I got home and lined up all my goodies for the night's festivities; tomatoes, red onions, avocados, lime, garlic, chips, Tequila and "Pulco". I put a flower in my hair, played some Manu Chao when the doorbell rang. It was May, ready to partake in 'Girlz Gone Wild: Gettin' Down in the Marais Part I'. Beurk! I have to stop with my super sleazy references. We were just planning on drinks and food, not flashing each other and uploading them on dirty websites to be voted on who is hotter. I just grossed myself out writing that. Back to real-life, May's job was to take on the guacamole while I started mix-mastering the drinks. A few minutes later, I heard a scream in the kitchen. Upon opening the avocado, this is what May found..

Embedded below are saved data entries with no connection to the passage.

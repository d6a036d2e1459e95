// SPDX-License-Identifier: MIT

//! Matching engine decision-policy tests.
//!
//! The engine is pure, so these run without any database or HTTP layer.

use chrono::{DateTime, Utc};
use trainlink::models::{ScoreBreakdown, Sport};
use trainlink::services::matching::{
    pick_auto_match, score_candidate, MatchCandidate, MatchInput, ScoredCandidate,
};

fn ts(raw: &str) -> DateTime<Utc> {
    raw.parse().expect("valid RFC3339 timestamp")
}

/// Hand-built scored candidate for decision-policy tests.
fn scored(session_id: &str, confidence: f64) -> ScoredCandidate {
    ScoredCandidate {
        session_id: session_id.to_string(),
        confidence,
        breakdown: ScoreBreakdown {
            time_score: 0.0,
            sport_score: 0.0,
            duration_score: 0.0,
            distance_score: 0.0,
            minutes_diff: 0.0,
        },
    }
}

fn run_activity() -> MatchInput {
    MatchInput {
        sport: Sport::Run,
        start_time_utc: ts("2024-03-01T06:25:00Z"),
        duration_sec: 3600,
        distance_m: 10_000.0,
    }
}

fn run_candidate(session_id: &str) -> MatchCandidate {
    MatchCandidate {
        session_id: session_id.to_string(),
        sport: Sport::Run,
        start_time_utc: ts("2024-03-01T06:00:00Z"),
        target_duration_sec: Some(3600),
        target_distance_m: Some(10_000.0),
    }
}

#[test]
fn test_scoring_is_deterministic() {
    let activity = run_activity();
    let candidate = run_candidate("s-1");

    let first = score_candidate(&activity, &candidate);
    let second = score_candidate(&activity, &candidate);

    assert_eq!(first.confidence, second.confidence);
    assert_eq!(first.breakdown, second.breakdown);
}

#[test]
fn test_ambiguous_pair_is_deferred() {
    // 0.90 clears the threshold, but the 0.08 margin is below 0.15:
    // defer to a human rather than risk linking the wrong session.
    let scores = vec![scored("s-1", 0.90), scored("s-2", 0.82)];
    assert!(pick_auto_match(&scores).is_none());
}

#[test]
fn test_clear_winner_is_accepted() {
    let scores = vec![scored("s-1", 0.91), scored("s-2", 0.72)];
    let best = pick_auto_match(&scores).expect("should auto-match");
    assert_eq!(best.session_id, "s-1");
}

#[test]
fn test_lone_low_confidence_candidate_is_rejected() {
    let scores = vec![scored("s-1", 0.80)];
    assert!(pick_auto_match(&scores).is_none());
}

#[test]
fn test_lone_candidate_at_threshold_is_accepted() {
    let scores = vec![scored("s-1", 0.85)];
    assert!(pick_auto_match(&scores).is_some());
}

#[test]
fn test_no_candidates_no_match() {
    assert!(pick_auto_match(&[]).is_none());
}

#[test]
fn test_order_of_candidates_does_not_matter() {
    let forward = vec![scored("s-1", 0.91), scored("s-2", 0.72)];
    let reversed = vec![scored("s-2", 0.72), scored("s-1", 0.91)];

    assert_eq!(
        pick_auto_match(&forward).map(|b| b.session_id.clone()),
        pick_auto_match(&reversed).map(|b| b.session_id.clone()),
    );
}

#[test]
fn test_full_pipeline_close_run_matches() {
    // 25 minutes off the 06:00 anchor, same sport, on-target duration and
    // distance: 0.4 + 0.3 + 0.2 + 0.1 = 1.0.
    let scoredc = score_candidate(&run_activity(), &run_candidate("s-1"));
    assert_eq!(scoredc.confidence, 1.0);
    assert_eq!(scoredc.breakdown.time_score, 1.0);
    assert_eq!(scoredc.breakdown.minutes_diff, 25.0);

    let best = pick_auto_match(std::slice::from_ref(&scoredc)).expect("should match");
    assert_eq!(best.session_id, "s-1");
}

#[test]
fn test_brick_workout_same_sport_twice_is_deferred() {
    // Two same-sport sessions planned the same morning: both score high,
    // the margin is small, no silent guess.
    let activity = run_activity();
    let first = run_candidate("s-1");
    let mut second = run_candidate("s-2");
    second.target_duration_sec = Some(3900);

    let scores = vec![
        score_candidate(&activity, &first),
        score_candidate(&activity, &second),
    ];
    assert!(scores.iter().all(|s| s.confidence >= 0.85));
    assert!(pick_auto_match(&scores).is_none());
}

#[test]
fn test_missing_targets_score_neutral() {
    let activity = run_activity();
    let candidate = MatchCandidate {
        session_id: "s-1".to_string(),
        sport: Sport::Run,
        start_time_utc: ts("2024-03-01T06:00:00Z"),
        target_duration_sec: None,
        target_distance_m: None,
    };

    let result = score_candidate(&activity, &candidate);
    assert_eq!(result.breakdown.duration_score, 0.5);
    assert_eq!(result.breakdown.distance_score, 0.5);
    // 0.4*1.0 + 0.3*1.0 + 0.2*0.5 + 0.1*0.5 = 0.85
    assert!((result.confidence - 0.85).abs() < 1e-9);
}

...avocado death. We opened all of them and 1 out of every 3 looked like we opened a casket in a vegetable cemetery. We googled black avocados and apparently there's nothing wrong with it, so May continued making the guac with our Little Shop of Horrors avocados. One little bump in the road, no biggie. My pitcher of margaritas would vanish all brown guacamole woes. Within minutes, a frothy pitcher of heaven was staring back at me. I took the first sip of my south of the border elixir and immediately spit it out. I might as well have been sucking on a lime, I didn't realize that there wasn't any sugar in Pulco and it was pure lime. The only solution to balance the taste out was to add more tequila. Naturally.

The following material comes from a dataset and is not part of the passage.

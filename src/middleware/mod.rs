// SPDX-License-Identifier: MIT

//! Middleware modules (authentication, security headers).

pub mod auth;
pub mod security;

To add to the guacamole drama, there were brown stringy roots that we had to pull out with each bite that we made a pile of that ended up stacking higher than the actual guacamole. After 3 margaritas, we didn't really care what it tasted like. We just didn't look at it while eating.

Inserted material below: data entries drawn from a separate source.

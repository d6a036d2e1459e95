// SPDX-License-Identifier: MIT

use std::sync::Arc;
use trainlink::config::Config;
use trainlink::db::FirestoreDb;
use trainlink::routes::create_router;
use trainlink::AppState;

/// Check if emulator is available via environment variable.
#[allow(dead_code)]
pub fn emulator_available() -> bool {
    std::env::var("FIRESTORE_EMULATOR_HOST").is_ok()
}

/// Skip test with message if emulator not available.
#[macro_export]
macro_rules! require_emulator {
    () => {
        if !crate::common::emulator_available() {
            eprintln!("⚠️  Skipping: FIRESTORE_EMULATOR_HOST not set");
            return;
        }
    };
}

/// Create a test database connection.
#[allow(dead_code)]
pub async fn test_db() -> FirestoreDb {
    FirestoreDb::new("test-project")
        .await
        .expect("Failed to connect to Firestore emulator")
}

/// Create a mock database connection (offline).
#[allow(dead_code)]
pub fn test_db_offline() -> FirestoreDb {
    FirestoreDb::new_mock()
}

/// Create a test app with offline mock database.
/// Returns the router and the JWT signing key.
#[allow(dead_code)]
pub fn create_test_app() -> (axum::Router, Vec<u8>) {
    let config = Config::test_default();
    let signing_key = config.jwt_signing_key.clone();

    let state = Arc::new(AppState {
        config,
        db: test_db_offline(),
    });

    (create_router(state), signing_key)
}

/// Create a session JWT for tests.
#[allow(dead_code)]
pub fn make_jwt(user_id: &str, signing_key: &[u8]) -> String {
    trainlink::middleware::auth::create_jwt(user_id, signing_key).expect("JWT creation failed")
}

Before we knew it, 2am came around and we were sitting around the kitchen table 5 margaritas in, complaining about how we hate slang spellings and abbreviations that are commonly used in texting and instant messaging. Things like replacing an 's' with a 'z' or "to" with "2". Just like in The States, these abbreviations exist here too and are just as ugly. May who is petite and has a fondness for the 60's and all thing mod, oddly attracts young, suburban self-proclaimed bad boys who text her raw things like "Koi 2 9 ma meuf? Jé pa ton email Don moi. Wesh." Luckily, I've had only had one date here in Paris that crossed these kind of bounderies. It was a week after MF had ended things and me thinking that it would be wise to 'get back out there' accepted a date from a guy I met at an art show. He seemed alright at the show and the following week he showed up to my house in a crisp, flat Dogder's hat, Rayban Wayfarers, a black jean jacket and pencil mustache and kept trying to stick his tongue down my throat at lunch at La Carette. It was really embarrassing. Needless to say, we didn't have a follow up date.
We capped our night, dancing around Phil's living room to an eclectic mix of The Kinks, France Gall and Britney Spears. I tried to slip in a little Beyonce, who she loathes and immediately vetoed. The perfect cure for break-up blues is dancing with your girlfriends with about a liter of tequila in your blood stream to pop music. In your panties.